Il ministro del Lavoro esulta per i numeri della prima giornata in cui era possibile richiedere il sostegno al reddito. «Smentite bufale che parlavano di code chilometriche». Poi ricorda che la gestione sarà a cura delle Regioni 

Luigi Di Maio festeggia quello che per il Movimento 5 Stelle è un giorno storico. Oggi infatti era la prima giornata in cui era possibile richiedere il reddito i cittadinanza. Il vicepremier ha annunciato che i richiedenti sono stati – secondo il dato diffuso da Poste alle 14 – 29 mila mentre in 6 mila hanno utilizzato la piattaforma online. Nel frattempo è arrivato il dato definitivo fornito dal ministero del Lavoro: agli sportelli sono state presentate 35.653 domande, 8.492 online. Le prime tre regioni per numero di richieste sono state Campania, Lombardia e Sicilia. 
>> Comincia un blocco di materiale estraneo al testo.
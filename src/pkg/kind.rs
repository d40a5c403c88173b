use serde::Serialize;

/// Packaging ecosystem a record belongs to
#[derive(Debug, Clone, Copy, PartialEq, Eq, Hash, Serialize)]
#[serde(rename_all = "lowercase")]
pub enum PackageKind {
    /// Alpine packages
    Apk,
    /// Debian packages
    Deb,
    /// RPM packages
    Rpm,
    Npm,
    /// Python wheels, eggs and requirements
    Python,
    /// Ruby gems
    Gem,
    /// Go modules
    Go,
    /// Java archives
    Java,
    Unknown,
}

/// Language ecosystem, when the package has one
#[derive(Debug, Clone, Copy, PartialEq, Eq, Hash, Serialize)]
#[serde(rename_all = "lowercase")]
pub enum Language {
    Python,
    JavaScript,
    Ruby,
    Go,
    Java,
    Unknown,
}

impl PackageKind {
    /// Language implied by the ecosystem, if any
    pub fn language(&self) -> Language {
        match self {
            PackageKind::Npm => Language::JavaScript,
            PackageKind::Python => Language::Python,
            PackageKind::Gem => Language::Ruby,
            PackageKind::Go => Language::Go,
            PackageKind::Java => Language::Java,
            PackageKind::Apk | PackageKind::Deb | PackageKind::Rpm | PackageKind::Unknown => {
                Language::Unknown
            }
        }
    }
}
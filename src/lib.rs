// Public API exports
pub mod cataloger;
pub mod config;
pub mod pkg;
pub mod resolver;
pub mod scan;
pub mod security;
pub mod tree;

#[cfg(test)]
pub(crate) mod test_support;

// Re-export main types for convenience
pub use tree::{
    FileEntry, FileRef, FileTree, FileTreeBuilder, TreeError, TreeId, TreeLimits, TreeReader,
};
pub use security::PathSanitizer;

pub use cataloger::{
    CatalogReport, Diagnostic, Diagnostics, GenericCataloger, Parser, ParserFn, ParserRegistry,
    Rule,
};
pub use config::{CatalogerConfig, ConfigError, ScanConfig};
pub use pkg::{Language, Package, PackageKind};
pub use resolver::{ContentResolver, Contents};
pub use scan::{ScanReport, Scanner, TreeSummary};
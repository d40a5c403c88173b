mod entry;
mod error;
mod reader;


pub use entry::{FileEntry, FileRef, TreeId};
pub use error::TreeError;
pub use reader::TreeReader;

use crate::security::PathSanitizer;
use serde::{Deserialize, Serialize};
use sha2::{Digest, Sha256};
use std::collections::BTreeMap;
use std::fs;
use std::io::{Cursor, Read};
use std::path::Path;
use tracing::debug;
use walkdir::WalkDir;

/// Default per-file limit (50 MiB)
pub const DEFAULT_MAX_FILE_SIZE: u64 = 50 * 1024 * 1024;

/// Default arena limit (500 MiB)
pub const DEFAULT_MAX_TOTAL_SIZE: u64 = 500 * 1024 * 1024;

/// Size limits applied while a snapshot is being built
#[derive(Debug, Clone, Copy, PartialEq, Eq, Serialize, Deserialize)]
#[serde(default)]
pub struct TreeLimits {
    pub max_file_size: u64,
    pub max_total_size: u64,
}

impl Default for TreeLimits {
    fn default() -> Self {
        Self {
            max_file_size: DEFAULT_MAX_FILE_SIZE,
            max_total_size: DEFAULT_MAX_TOTAL_SIZE,
        }
    }
}

/// Immutable filesystem-tree snapshot with arena-backed file storage
pub struct FileTree {
    id: TreeId,
    /// Single contiguous blob containing all file data
    arena: Vec<u8>,
    /// Rooted paths to arena slices, kept sorted so listings are stable
    index: BTreeMap<String, FileEntry>,
}

/// Mutable builder for constructing a snapshot
pub struct FileTreeBuilder {
    arena: Vec<u8>,
    index: BTreeMap<String, FileEntry>,
    limits: TreeLimits,
}

impl FileTreeBuilder {
    /// Create a new builder with default limits
    pub fn new() -> Self {
        Self {
            arena: Vec::new(),
            index: BTreeMap::new(),
            limits: TreeLimits::default(),
        }
    }

    /// Set maximum individual file size
    pub fn max_file_size(mut self, size: u64) -> Self {
        self.limits.max_file_size = size;
        self
    }

    /// Set maximum total arena size
    pub fn max_total_size(mut self, size: u64) -> Self {
        self.limits.max_total_size = size;
        self
    }

    /// Replace both limits at once, usually from configuration
    pub fn limits(mut self, limits: TreeLimits) -> Self {
        self.limits = limits;
        self
    }

    /// Add a file to the arena.
    ///
    /// Adding the same path twice replaces the index entry; the earlier
    /// bytes stay in the arena and still count against the total limit.
    pub fn add_file(&mut self, raw_path: &str, data: &[u8]) -> Result<(), TreeError> {
        let path = PathSanitizer::sanitize(raw_path)?;

        if data.len() as u64 > self.limits.max_file_size {
            return Err(TreeError::FileTooLarge {
                size: data.len() as u64,
                max: self.limits.max_file_size,
            });
        }

        let new_total = self.arena.len() as u64 + data.len() as u64;
        if new_total > self.limits.max_total_size {
            return Err(TreeError::FileTooLarge {
                size: new_total,
                max: self.limits.max_total_size,
            });
        }

        let offset = self.arena.len();
        self.arena.extend_from_slice(data);

        self.index.insert(
            path.clone(),
            FileEntry {
                offset,
                length: data.len(),
                path,
            },
        );

        Ok(())
    }

    /// Ingest every regular file under `root`, rooted at `root` itself.
    ///
    /// Symlinks are not followed.
    pub fn ingest_dir(mut self, root: impl AsRef<Path>) -> Result<Self, TreeError> {
        let root = root.as_ref();

        for entry in WalkDir::new(root).follow_links(false).sort_by_file_name() {
            let entry = entry?;
            if !entry.file_type().is_file() {
                continue;
            }

            let relative = entry
                .path()
                .strip_prefix(root)
                .map_err(|_| TreeError::InvalidPath(entry.path().display().to_string()))?;
            let raw_path = relative.to_str().ok_or_else(|| {
                TreeError::InvalidPath(format!("Invalid UTF-8 in path: {:?}", relative))
            })?;

            let contents = fs::read(entry.path()).map_err(|source| TreeError::Io {
                path: entry.path().to_path_buf(),
                source,
            })?;

            self.add_file(raw_path, &contents)?;
        }

        debug!(root = %root.display(), files = self.index.len(), "ingested directory");
        Ok(self)
    }

    /// Ingest a ZIP archive held in memory
    pub fn ingest_zip(mut self, bytes: &[u8]) -> Result<Self, TreeError> {
        let mut archive = zip::ZipArchive::new(Cursor::new(bytes))
            .map_err(|e| TreeError::ArchiveParseFailed(e.to_string()))?;

        for i in 0..archive.len() {
            let mut file = archive
                .by_index(i)
                .map_err(|e| TreeError::ArchiveParseFailed(e.to_string()))?;

            if file.is_dir() {
                continue;
            }

            let raw_path = file.name().to_string();

            let mut contents = Vec::new();
            file.read_to_end(&mut contents)
                .map_err(|e| TreeError::ArchiveParseFailed(e.to_string()))?;

            self.add_file(&raw_path, &contents)?;
        }

        debug!(files = self.index.len(), "ingested zip archive");
        Ok(self)
    }

    /// Build the immutable snapshot, minting its identifier
    pub fn build(self) -> FileTree {
        FileTree {
            id: TreeId::new(),
            arena: self.arena,
            index: self.index,
        }
    }
}

impl Default for FileTreeBuilder {
    fn default() -> Self {
        Self::new()
    }
}

impl FileTree {
    pub fn id(&self) -> TreeId {
        self.id
    }

    /// Get a file's contents by path (zero-copy)
    pub fn get(&self, path: &str) -> Option<&[u8]> {
        self.entry(path).map(|entry| self.slice(entry))
    }

    /// Get a file's contents by reference; references from other trees miss
    pub fn contents(&self, file: &FileRef) -> Option<&[u8]> {
        if file.tree != self.id {
            return None;
        }
        self.index.get(&file.path).map(|entry| self.slice(entry))
    }

    /// Get metadata for a file without reading contents
    pub fn entry(&self, path: &str) -> Option<&FileEntry> {
        let path = PathSanitizer::sanitize(path).ok()?;
        self.index.get(&path)
    }

    /// List all files in path order
    pub fn list(&self) -> impl Iterator<Item = &FileEntry> {
        self.index.values()
    }

    /// Get the total number of files
    pub fn file_count(&self) -> usize {
        self.index.len()
    }

    /// Get the total arena size in bytes
    pub fn total_size(&self) -> usize {
        self.arena.len()
    }

    /// SHA-256 over every path and its contents, hex encoded.
    ///
    /// Two snapshots with the same files share a fingerprint even though
    /// their identifiers differ.
    pub fn fingerprint(&self) -> String {
        let mut hasher = Sha256::new();
        for entry in self.index.values() {
            hasher.update(entry.path.as_bytes());
            hasher.update([0u8]);
            hasher.update((entry.length as u64).to_le_bytes());
            hasher.update(self.slice(entry));
        }
        hex::encode(hasher.finalize())
    }

    pub(crate) fn file_ref(&self, entry: &FileEntry) -> FileRef {
        FileRef {
            tree: self.id,
            path: entry.path.clone(),
        }
    }

    fn slice(&self, entry: &FileEntry) -> &[u8] {
        &self.arena[entry.offset..entry.offset + entry.length]
    }
}
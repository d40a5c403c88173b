//! Scan configuration.
//!
//! Rules name parsers rather than holding them, so a configuration can be
//! loaded from JSON and bound to a [`ParserRegistry`](crate::ParserRegistry)
//! at startup.


use crate::tree::TreeLimits;
use serde::{Deserialize, Serialize};
use std::collections::{BTreeMap, HashSet};
use std::fs;
use std::path::{Path, PathBuf};
use thiserror::Error;

#[derive(Error, Debug)]
pub enum ConfigError {
    #[error("Failed to read config {}: {source}", path.display())]
    Io {
        path: PathBuf,
        #[source]
        source: std::io::Error,
    },

    #[error("Invalid config: {0}")]
    Parse(#[from] serde_json::Error),

    #[error("Cataloger at position {0} has no name")]
    MissingName(usize),

    #[error("Duplicate cataloger name: {0}")]
    DuplicateCataloger(String),

    #[error("Cataloger '{cataloger}' references unknown parser '{parser}'")]
    UnknownParser { cataloger: String, parser: String },
}

/// Everything a scan needs besides the parsers themselves
#[derive(Debug, Clone, Default, PartialEq, Serialize, Deserialize)]
#[serde(default)]
pub struct ScanConfig {
    pub limits: TreeLimits,
    pub catalogers: Vec<CatalogerConfig>,
}

/// Selection rules for one cataloger, mapping selectors to parser names
#[derive(Debug, Clone, Default, PartialEq, Serialize, Deserialize)]
#[serde(default)]
pub struct CatalogerConfig {
    pub name: String,
    /// Exact path -> parser name
    pub paths: BTreeMap<String, String>,
    /// Glob pattern -> parser name
    pub globs: BTreeMap<String, String>,
}

impl ScanConfig {
    pub fn from_json_str(json: &str) -> Result<Self, ConfigError> {
        let config: ScanConfig = serde_json::from_str(json)?;
        config.validate()?;
        Ok(config)
    }

    pub fn from_file(path: impl AsRef<Path>) -> Result<Self, ConfigError> {
        let path = path.as_ref();
        let json = fs::read_to_string(path).map_err(|source| ConfigError::Io {
            path: path.to_path_buf(),
            source,
        })?;
        Self::from_json_str(&json)
    }

    /// Every cataloger needs a unique, non-empty name; it becomes `found_by`
    pub fn validate(&self) -> Result<(), ConfigError> {
        let mut seen = HashSet::new();
        for (position, cataloger) in self.catalogers.iter().enumerate() {
            if cataloger.name.trim().is_empty() {
                return Err(ConfigError::MissingName(position));
            }
            if !seen.insert(cataloger.name.as_str()) {
                return Err(ConfigError::DuplicateCataloger(cataloger.name.clone()));
            }
        }
        Ok(())
    }
}
use serde::{Deserialize, Serialize};
use std::fmt;
use uuid::Uuid;

/// Identifier minted for each snapshot when it is built
#[derive(Debug, Clone, Copy, PartialEq, Eq, PartialOrd, Ord, Hash, Serialize, Deserialize)]
#[serde(transparent)]
pub struct TreeId(Uuid);

impl TreeId {
    pub(crate) fn new() -> Self {
        Self(Uuid::new_v4())
    }
}

impl fmt::Display for TreeId {
    fn fmt(&self, f: &mut fmt::Formatter<'_>) -> fmt::Result {
        write!(f, "{}", self.0)
    }
}

/// Opaque handle to one file occurrence inside one snapshot.
///
/// The same path in two snapshots yields two different references.
/// Ordering is by tree, then path, which gives catalogers a stable
/// iteration order.
#[derive(Debug, Clone, PartialEq, Eq, PartialOrd, Ord, Hash, Serialize, Deserialize)]
pub struct FileRef {
    pub tree: TreeId,
    pub path: String,
}

impl fmt::Display for FileRef {
    fn fmt(&self, f: &mut fmt::Formatter<'_>) -> fmt::Result {
        write!(f, "{}@{}", self.path, self.tree)
    }
}

/// Metadata for a single file in the tree arena
#[derive(Debug, Clone)]
pub struct FileEntry {
    /// Byte offset into the arena
    pub offset: usize,
    /// Length in bytes
    pub length: usize,
    /// Rooted path (e.g., "/etc/os-release")
    pub path: String,
}
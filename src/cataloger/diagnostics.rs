use crate::tree::{FileRef, TreeId};
use serde::Serialize;
use std::fmt;
use tracing::error;

/// A non-fatal condition hit while selecting or cataloging.
///
/// None of these abort a pass; they are recorded so callers can tell an
/// empty inventory apart from a failed one.
#[derive(Debug, Clone, PartialEq, Eq, Serialize)]
#[serde(tag = "kind", rename_all = "snake_case")]
pub enum Diagnostic {
    /// A glob pattern could not be evaluated against a tree
    GlobQueryFailed {
        tree: TreeId,
        pattern: String,
        reason: String,
    },
    /// A selected file had no entry in the resolved contents
    MissingContent { cataloger: String, file: FileRef },
    /// A parser rejected a file's contents
    ParseFailed {
        cataloger: String,
        file: FileRef,
        reason: String,
    },
}

impl fmt::Display for Diagnostic {
    fn fmt(&self, f: &mut fmt::Formatter<'_>) -> fmt::Result {
        match self {
            Diagnostic::GlobQueryFailed {
                tree,
                pattern,
                reason,
            } => write!(f, "failed to find files by glob '{pattern}' in tree {tree}: {reason}"),
            Diagnostic::MissingContent { cataloger, file } => {
                write!(f, "cataloger '{cataloger}' missing file content: {file}")
            }
            Diagnostic::ParseFailed {
                cataloger,
                file,
                reason,
            } => write!(
                f,
                "cataloger '{cataloger}' failed to parse entries ({file}): {reason}"
            ),
        }
    }
}

/// Collected conditions for one pass
#[derive(Debug, Clone, Default)]
pub struct Diagnostics {
    entries: Vec<Diagnostic>,
}

impl Diagnostics {
    pub fn new() -> Self {
        Self::default()
    }

    /// Log the condition and keep it
    pub fn report(&mut self, diagnostic: Diagnostic) {
        match &diagnostic {
            Diagnostic::GlobQueryFailed {
                tree,
                pattern,
                reason,
            } => error!(%tree, %pattern, %reason, "failed to find files by glob"),
            Diagnostic::MissingContent { cataloger, file } => {
                error!(%cataloger, %file, "cataloger missing file content")
            }
            Diagnostic::ParseFailed {
                cataloger,
                file,
                reason,
            } => error!(%cataloger, %file, %reason, "cataloger failed to parse entries"),
        }
        self.entries.push(diagnostic);
    }

    pub fn as_slice(&self) -> &[Diagnostic] {
        &self.entries
    }

    pub fn len(&self) -> usize {
        self.entries.len()
    }

    pub fn is_empty(&self) -> bool {
        self.entries.is_empty()
    }

    /// True if an equal condition was already reported this pass
    pub fn contains(&self, diagnostic: &Diagnostic) -> bool {
        self.entries.contains(diagnostic)
    }

    pub fn into_vec(self) -> Vec<Diagnostic> {
        self.entries
    }
}
mod path;


pub use path::PathSanitizer;
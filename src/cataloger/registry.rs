use super::{Parser, ParserFn};
use std::collections::BTreeMap;
use std::sync::Arc;

/// Named parsers that configuration can refer to
#[derive(Default)]
pub struct ParserRegistry {
    map: BTreeMap<String, ParserFn>,
}

impl ParserRegistry {
    pub fn new() -> Self {
        Self::default()
    }

    /// Register a parser under a name, replacing any earlier one
    ///
    /// # Example
    /// ```ignore
    /// registry.register("apkdb", parse_apk_db);
    /// registry.register("gemfile-lock", parse_gemfile_lock);
    /// ```
    pub fn register(&mut self, name: impl Into<String>, parser: impl Parser + 'static) {
        self.map.insert(name.into(), Arc::new(parser));
    }

    /// Register an already shared parser
    pub fn register_shared(&mut self, name: impl Into<String>, parser: ParserFn) {
        self.map.insert(name.into(), parser);
    }

    pub fn get(&self, name: &str) -> Option<ParserFn> {
        self.map.get(name).cloned()
    }

    /// Get the number of registered parsers
    pub fn parser_count(&self) -> usize {
        self.map.len()
    }

    /// Registered names in lexical order
    pub fn names(&self) -> Vec<&str> {
        self.map.keys().map(|s| s.as_str()).collect()
    }
}
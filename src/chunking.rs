//! Chunker: split a document's per-page text into overlapping
//! chunks carrying 1-based page numbers.

use crate::config::{MAX_CHUNK_SIZE, OVERLAP};

/// Parallel output arrays: `chunks[i]` and `pages[i]` describe the i-th
/// chunk. `pages[i]` is the 1-based page number containing the chunk's
/// start offset.
#[derive(Debug, Clone, Default, PartialEq)]
pub struct ChunkedPages {
    pub chunks: Vec<String>,
    pub pages: Vec<u32>,
}

/// Chunk a document's per-page texts into overlapping windows of at most
/// `MAX_CHUNK_SIZE` characters, advancing by `MAX_CHUNK_SIZE - OVERLAP` each
/// step. Fails fast if the configuration is invalid (`MAX_CHUNK_SIZE <=
/// OVERLAP`).
pub fn chunk_pages(pages: &[String]) -> ChunkedPages {
    chunk_pages_with(pages, MAX_CHUNK_SIZE, OVERLAP)
}

/// Same as [`chunk_pages`] but with explicit sizing, for tests that exercise
/// a document against non-default constants.
pub fn chunk_pages_with(pages: &[String], max_chunk_size: usize, overlap: usize) -> ChunkedPages {
    assert!(
        max_chunk_size > overlap,
        "invalid chunking configuration: MAX_CHUNK_SIZE ({max_chunk_size}) must exceed OVERLAP ({overlap})"
    );

    // Concatenate page texts and record page-end offsets (in chars, not bytes).
    let chars: Vec<char> = pages.iter().flat_map(|p| p.chars()).collect();
    let total_len = chars.len();

    let mut page_ends: Vec<usize> = Vec::with_capacity(pages.len());
    let mut running = 0usize;
    for page in pages {
        running += page.chars().count();
        page_ends.push(running);
    }

    let mut result = ChunkedPages::default();
    if total_len == 0 {
        return result;
    }

    let page_for_offset = |offset: usize| -> u32 {
        for (i, &end) in page_ends.iter().enumerate() {
            if offset < end {
                return (i + 1) as u32;
            }
        }
        // Offset lands exactly at the end of the stream (or pages are all
        // empty): attribute to the last non-empty page, else the last page.
        page_ends.len() as u32
    };

    let mut pos = 0usize;
    while pos < total_len {
        let end = (pos + max_chunk_size).min(total_len);
        let chunk: String = chars[pos..end].iter().collect();
        let page = page_for_offset(pos);

        result.chunks.push(chunk);
        result.pages.push(page);

        let next_pos = end.saturating_sub(overlap);
        // Guarantee forward progress even in pathological edge cases.
        pos = next_pos.max(pos + 1).min(total_len);
        if end >= total_len {
            break;
        }
    }

    result
}

#[cfg(test)]
mod tests {
    use super::*;

    #[test]
    fn empty_document_yields_zero_chunks() {
        let result = chunk_pages(&[]);
        assert!(result.chunks.is_empty());
        assert!(result.pages.is_empty());

        let result = chunk_pages(&["".to_string(), "".to_string()]);
        assert!(result.chunks.is_empty());
    }

    #[test]
    #[should_panic(expected = "invalid chunking configuration")]
    fn rejects_overlap_not_smaller_than_chunk_size() {
        chunk_pages_with(&["abc".to_string()], 10, 10);
    }

    /// A two-page worked example: tiling a 51-char stream with a 20-char
    /// window advancing by 15 chars takes 4 windows, so this asserts page
    /// monotonicity and the chunk-size bound rather than an exact count.
    #[test]
    fn chunks_two_page_document_respecting_page_boundaries() {
        let pages = vec![
            "Alpha beta gamma delta epsilon zeta.".to_string(),
            "Eta theta iota.".to_string(),
        ];
        let result = chunk_pages_with(&pages, 20, 5);

        assert!(result.pages.iter().all(|&p| p == 1 || p == 2));
        assert_eq!(*result.pages.last().unwrap(), 2);
        assert!(result.pages.windows(2).all(|w| w[0] <= w[1]));
        for chunk in &result.chunks {
            assert!(chunk.chars().count() <= 20);
        }

        // Adjacent chunks overlap by `min(OVERLAP, len(chunk_i))` characters.
        for pair in result.chunks.windows(2) {
            let (a, b) = (&pair[0], &pair[1]);
            if !b.is_empty() {
                let overlap_len = 5.min(a.chars().count());
                let a_tail: String = a.chars().rev().take(overlap_len).collect::<Vec<_>>().into_iter().rev().collect();
                let b_head: String = b.chars().take(overlap_len).collect();
                assert_eq!(a_tail, b_head);
            }
        }
    }

    #[test]
    fn chunks_cover_the_full_stream() {
        let pages = vec!["x".repeat(1000)];
        let result = chunk_pages(&pages);
        let covered: usize = result.chunks.iter().map(|c| c.chars().count()).sum();
        // Overlap means the naive sum overcounts; instead check the
        // reconstructed stream via offsets covers everything without gaps.
        assert!(covered >= 1000);
        assert!(result.pages.iter().all(|&p| p == 1));
        assert!(result.pages.windows(2).all(|w| w[0] <= w[1]));
    }

    #[test]
    fn page_numbers_are_in_bounds_and_nondecreasing() {
        let pages = vec!["a".repeat(500), "b".repeat(500), "c".repeat(500)];
        let result = chunk_pages(&pages);
        assert!(result.pages.iter().all(|&p| p >= 1 && p <= 3));
        assert!(result.pages.windows(2).all(|w| w[0] <= w[1]));
    }

    #[test]
    fn no_chunk_exceeds_max_size() {
        let pages = vec!["z".repeat(2000)];
        let result = chunk_pages(&pages);
        assert!(result.chunks.iter().all(|c| c.chars().count() <= MAX_CHUNK_SIZE));
        assert_eq!(result.chunks.len(), result.pages.len());
    }
}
Ringraziando poi per la loro professionalità «tutti quelli che da oggi hanno iniziato a prestare questo servizio ai cittadini», Di Maio ha ironizzato sulle «bufale diffuse ad arte tempo fa che parlavano di code chilometriche: oggi più che mai si conferma che è falso». Il vicepremier si è soffermato sui volti delle persone che hanno richiesto il reddito di cittadinanza: «persone normali, padri di famiglia, mamma single con figli, cinquantenni rimasti soli, giovani neolaureati. Persone che fino a oggi erano rimaste invisibili». 

Per il ministro del Lavoro «l'impoverimento degli ultimi dieci anni non è stato casuale, ma provocato da una classe dirigente che ha pensato innanzitutto a sé stessa e non alla comunità su cui aveva responsabilità . Questo rapporto adesso si inverte». «Ci sarà – prosegue Di Maio - tutta una macchina di migliaia di persone che sarà gestita ovviamente dalle Regioni, che mi auguro e sono certo sapranno anche loro tendere la mano e fornire un contributo fondamentale per un obiettivo nobile: trovare un lavoro dignitoso per questi cittadini».

Prima giornata del reddito di cittadinanza, più di 40 mila le domande presentate foto 1

Di Maio sceglie l'ormai tradizionale strumento della diretta video di Facebook. Anche se l'illusione è quella della diretta, si tratta di un video registrato come si può capire da diversi "stacchi". Visto il tono e l'impostazione è possibile supporre che il vicepremier stia leggendo su un gobbo. Il risultato è, al di là del contenuto, non molto empatico.

Sul contenuto invece, oltre all'usuale per i 5 Stelle riferimento alle colpe de «governi precedenti», è rivelatore il riferimento alla responsabilità delle Regioni nella gestione della macchina del reddito. Ad essere maliziosi si potrebbe pensare che Di Maio metta le mani avanti in caso di problemi e il movimento abbia già pronto, fin dal primo giorno, un eventuale capro espiatorio: cioè le regioni di cui, neppure una, è amministrata dal Movimento.